Pitt redujo la marcha de su pequeña embarcación y siguió avanzando cautelosamente. Después se detuvo y se dejó llevar por la corriente. Esperó, aguzando la mirada en la oscuridad y escuchando con los nervios en tensión. Transcurrieron cinco minutos y vio vagamente el perfil de Cayo Santa María ante él, negro y ominoso. Casi no había rompientes en aquel lado de la isla y el suave susurro del agua sobre la playa era el único sonido que podía oír.
Apretó suavemente el pedal y avanzó muy despacio, dispuesto a dar media vuelta y tornar a toda velocidad a alta mar si eran descubiertos. Segundos más tarde, el Dasher chocó sin ruido contra la arena. Inmediatamente, Pitt saltó y arrastró la ligera embarcación sobre la playa hasta unos matorrales, debajo de una hilera de palmeras. Entonces esperó hasta que Quintana y sus hombres surgieron como fantasmas y se agruparon silenciosamente a su alrededor en un apretado nudo, indistintos en la oscuridad y satisfechos todos de pisar de nuevo tierra firme.
Por precaución, Quintana invirtió un tiempo precioso en contar a sus hombres y examinar brevemente su equipo.

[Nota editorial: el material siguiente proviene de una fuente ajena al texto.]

impl ProbeClient {
	/// Creates a disconnected client and the receiver for its events.
	pub fn new(config: ClientConfig) -> (Self, mpsc::UnboundedReceiver<ClientEvent>) {
		let (events, rx) = mpsc::unbounded_channel();
		let shared = Arc::new(Shared {
			scheduler: Mutex::new(Scheduler::new(config.scheduler.clone())),
			config,
			outbound: Mutex::new(None),
			pending_runs: Mutex::new(HashMap::new()),
			run_seq: AtomicU64::new(0),
			events,
		});
		let client = Self {
			shared,
			connection: Mutex::new(None),
			tickers: Mutex::new(HashMap::new()),
		};
		(client, rx)
	}

	/// Starts the connection loop. Calling it while connected is a no-op.
	pub fn connect(&self) {
		let mut connection = self.connection.lock();
		if connection.as_ref().is_some_and(|handle| !handle.is_finished()) {
			return;
		}
		let shared = Arc::clone(&self.shared);
		*connection = Some(tokio::spawn(async move { shared.connection_loop().await }));
	}

	/// Closes the connection and stops all refresh ticks. No reconnect follows.
	pub fn disconnect(&self) {
		if let Some(handle) = self.connection.lock().take() {
			handle.abort();
		}
		for (_, ticker) in self.tickers.lock().drain() {
			ticker.abort();
		}
		if self.shared.outbound.lock().take().is_some() {
			self.shared.connection_lost();
		}
	}

	pub fn is_connected(&self) -> bool {
		self.shared.outbound.lock().is_some()
	}

	/// Watches `host`: issues its initial probes and starts its refresh tick.
	///
	/// A previous tick for the same host is replaced. If the catalog has not
	/// arrived yet, initial probes are issued as soon as it does.
	pub fn start(&self, host: &str) {
		self.stop(host);
		self.shared.scheduler.lock().watch(host);
		self.shared.issue_initial(host);

		let shared = Arc::clone(&self.shared);
		let ticked_host = host.to_string();
		let ticker = tokio::spawn(async move {
			let mut interval = tokio::time::interval(shared.config.scheduler.refresh_interval);
			interval.set_missed_tick_behavior(tokio::time::MissedTickBehavior::Delay);
			interval.tick().await;
			loop {
				interval.tick().await;
				shared.tick(&ticked_host);
			}
		});
		self.tickers.lock().insert(host.to_string(), ticker);
	}

	/// Stops the refresh tick for `host`. Requests in flight still complete.
	pub fn stop(&self, host: &str) {
		if let Some(ticker) = self.tickers.lock().remove(host) {
			ticker.abort();
		}
	}

	/// Issues `probe` on `host` now, unless it is already in flight or not allowed.
	///
	/// Returns false until the catalog has arrived, since only known probes
	/// can be checked against the host.
	pub fn probe(&self, host: &str, probe: &str) -> bool {
		self.shared.scheduler.lock().watch(host);
		self.shared.issue(host, probe, 0)
	}

	/// Runs an ad-hoc command on `host` and waits for its output.
	pub async fn run(&self, host: &str, command: &str) -> Result<RunOutput> {
		let id = self.shared.run_seq.fetch_add(1, Ordering::Relaxed).to_string();
		let (tx, rx) = oneshot::channel();
		self.shared.pending_runs.lock().insert(id.clone(), tx);

		let line = format!("run {host}{PARAM_DELIMITER}{id}{PARAM_DELIMITER}{command}");
		if let Err(err) = self.shared.send(line) {
			self.shared.pending_runs.lock().remove(&id);
			return Err(err);
		}
		rx.await.unwrap_or(Err(Error::NotConnected))
	}

	/// Sends any other command, e.g. [`Command::Status`]. The answer arrives as an event.
	pub fn send(&self, command: &Command) -> Result<()> {
		self.shared.send(command.to_string())
	}

	/// Latest results for `host`.
	pub fn results(&self, host: &str) -> Vec<ProbeResult> {
		self.shared.scheduler.lock().results(host).into_iter().cloned().collect()
	}
}

impl Drop for ProbeClient {
	fn drop(&mut self) {
		self.disconnect();
	}
}

impl Shared {
	async fn connection_loop(self: Arc<Self>) {
		loop {
			match connect_async(self.config.url.as_str()).await {
				Ok((stream, _)) => {
					info!(target = "wurm.client", url = %self.config.url, "connected");
					self.serve(stream).await;
					self.connection_lost();
				}
				Err(err) => {
					warn!(target = "wurm.client", url = %self.config.url, error = %err, "connection failed");
				}
			}
			tokio::time::sleep(self.config.reconnect_delay).await;
		}
	}

	async fn serve<S>(&self, ws: tokio_tungstenite::WebSocketStream<S>)
	where
		S: tokio::io::AsyncRead + tokio::io::AsyncWrite + Unpin,
	{
		let (mut sink, mut stream) = ws.split();
		let (tx, mut rx) = mpsc::unbounded_channel::<String>();
		*self.outbound.lock() = Some(tx.clone());
		self.emit(ClientEvent::Connected);

		if let Some(token) = &self.config.token {
			let _ = tx.send(format!("auth {token}"));
		}
		for cmd in ["probes", "hosts", "history"] {
			let _ = tx.send(cmd.to_string());
		}

		let mut hosts_refresh = tokio::time::interval(self.config.scheduler.refresh_interval);
		hosts_refresh.tick().await;

		loop {
			tokio::select! {
				Some(line) = rx.recv() => {
					debug!(target = "wurm.client", %line, "send");
					if let Err(err) = sink.send(Message::Text(line)).await {
						warn!(target = "wurm.client", error = %err, "send failed");
						break;
					}
				}
				msg = stream.next() => match msg {
					Some(Ok(Message::Text(text))) => self.handle_text(&text),
					Some(Ok(Message::Close(_))) | None => break,
					Some(Ok(_)) => {}
					Some(Err(err)) => {
						warn!(target = "wurm.client", error = %err, "connection error");
						break;
					}
				},
				_ = hosts_refresh.tick() => {
					let _ = tx.send("hosts".to_string());
				}
			}
		}
	}

	fn connection_lost(&self) {
		*self.outbound.lock() = None;
		self.scheduler.lock().reset_in_flight();
		for (_, waiter) in self.pending_runs.lock().drain() {
			let _ = waiter.send(Err(Error::NotConnected));
		}
		self.emit(ClientEvent::Disconnected);
	}

	fn emit(&self, event: ClientEvent) {
		// A dropped receiver just means nobody listens anymore.
		let _ = self.events.send(event);
	}

	fn send(&self, line: String) -> Result<()> {
		let outbound = self.outbound.lock();
		let tx = outbound.as_ref().ok_or(Error::NotConnected)?;
		tx.send(line).map_err(|_| Error::NotConnected)
	}

	fn issue(&self, host: &str, probe: &str, depth: u32) -> bool {
		if self.outbound.lock().is_none() {
			return false;
		}
		if !self.scheduler.lock().begin(host, probe, depth, now_ms()) {
			return false;
		}
		self.send(format!("probe {host}{PARAM_DELIMITER}{probe}")).is_ok()
	}

	fn issue_initial(&self, host: &str) {
		let initial = self.scheduler.lock().initial_probes(host);
		for probe in initial {
			self.issue(host, &probe, 0);
		}
	}

	fn tick(&self, host: &str) {
		let due = self.scheduler.lock().due_probes(host, now_ms());
		for probe in due {
			self.issue(host, &probe, 0);
		}
	}

	fn handle_text(&self, text: &str) {
		let frame: Frame = match serde_json::from_str(text) {
			Ok(frame) => frame,
			Err(err) => {
				warn!(target = "wurm.client", error = %err, "ignoring malformed frame");
				return;
			}
		};

		match frame.cmd.as_str() {
			"version" => debug!(target = "wurm.client", version = ?frame.version, protocol = ?frame.protocol, "server version"),
			"auth" if frame.auth_accepted() => info!(target = "wurm.client", "authenticated"),
			"auth" => {
				warn!(target = "wurm.client", "authentication rejected");
				self.emit(ClientEvent::AuthRejected);
			}
			"probe" => self.handle_probe(frame),
			"run" => self.handle_run(frame),
			_ if frame.is_error() => self.emit(ClientEvent::Error {
				error: frame.error.unwrap_or_default(),
				cmd: frame.cmd,
			}),
			"hosts" => self.emit(ClientEvent::Hosts(string_list(frame.result))),
			"history" => self.emit(ClientEvent::History(string_list(frame.result))),
			"probes" => self.handle_catalog(frame),
			_ => self.emit(ClientEvent::Reply(frame)),
		}
	}

	fn handle_catalog(&self, frame: Frame) {
		let catalog: BTreeMap<String, ProbeMeta> = match frame.result.map(serde_json::from_value).transpose() {
			Ok(catalog) => catalog.unwrap_or_default(),
			Err(err) => {
				warn!(target = "wurm.client", error = %err, "ignoring malformed probe catalog");
				return;
			}
		};

		let untouched: Vec<String> = {
			let mut scheduler = self.scheduler.lock();
			scheduler.set_catalog(catalog.clone());
			scheduler
				.watched_hosts()
				.filter(|host| scheduler.is_untouched(host))
				.map(String::from)
				.collect()
		};
		self.emit(ClientEvent::Probes(catalog));
		for host in untouched {
			self.issue_initial(&host);
		}
	}

	fn handle_probe(&self, frame: Frame) {
		let outcome = self.scheduler.lock().complete(&frame, now_ms());
		match outcome {
			Some(Outcome::Completed { result, follow_ups }) => {
				let host = result.host.clone();
				self.emit(ClientEvent::Result(result));
				for follow_up in follow_ups {
					self.issue(&host, &follow_up.probe, follow_up.depth);
				}
			}
			Some(Outcome::Failed { host, probe, error }) => self.emit(ClientEvent::ProbeFailed { host, probe, error }),
			None => {
				if let Some(error) = frame.error {
					self.emit(ClientEvent::Error { cmd: frame.cmd, error });
				}
			}
		}
	}

	fn handle_run(&self, frame: Frame) {
		let Some(waiter) = frame.id.as_ref().and_then(|id| self.pending_runs.lock().remove(id)) else {
			debug!(target = "wurm.client", id = ?frame.id, "run reply without a waiting caller");
			if let Some(error) = frame.error {
				self.emit(ClientEvent::Error { cmd: frame.cmd, error });
			}
			return;
		};
		let reply = match frame.error {
			Some(error) => Err(Error::Remote(error)),
			None => Ok(RunOutput {
				stdout: frame.stdout.unwrap_or_default(),
				stderr: frame.stderr.unwrap_or_default(),
			}),
		};
		let _ = waiter.send(reply);
	}
}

Cuando quedó satisfecho, se volvió a Pitt y dijo:
– Usted primero, amigo.
Pitt examinó la brújula y echó a andar hacia el interior de la isla, torciendo ligeramente hacia la izquierda. Sostenía el bate de béisbol delante de él, como el bastón de un ciego. A menos de ochenta metros del lugar donde se habían reunido, el extremo del bate tropezó con la cerca electrificada. Se detuvo bruscamente y el hombre que le seguía chocó contra él.
– ¡Tranquilo! -susurró Pitt-. Haga correr la voz. Estamos en la alambrada.
Dos hombres provistos de palas se adelantaron y atacaron la blanda arena. En un santiamén habían excavado un hoyo lo bastante grande para que pudiese pasar por él un borrico.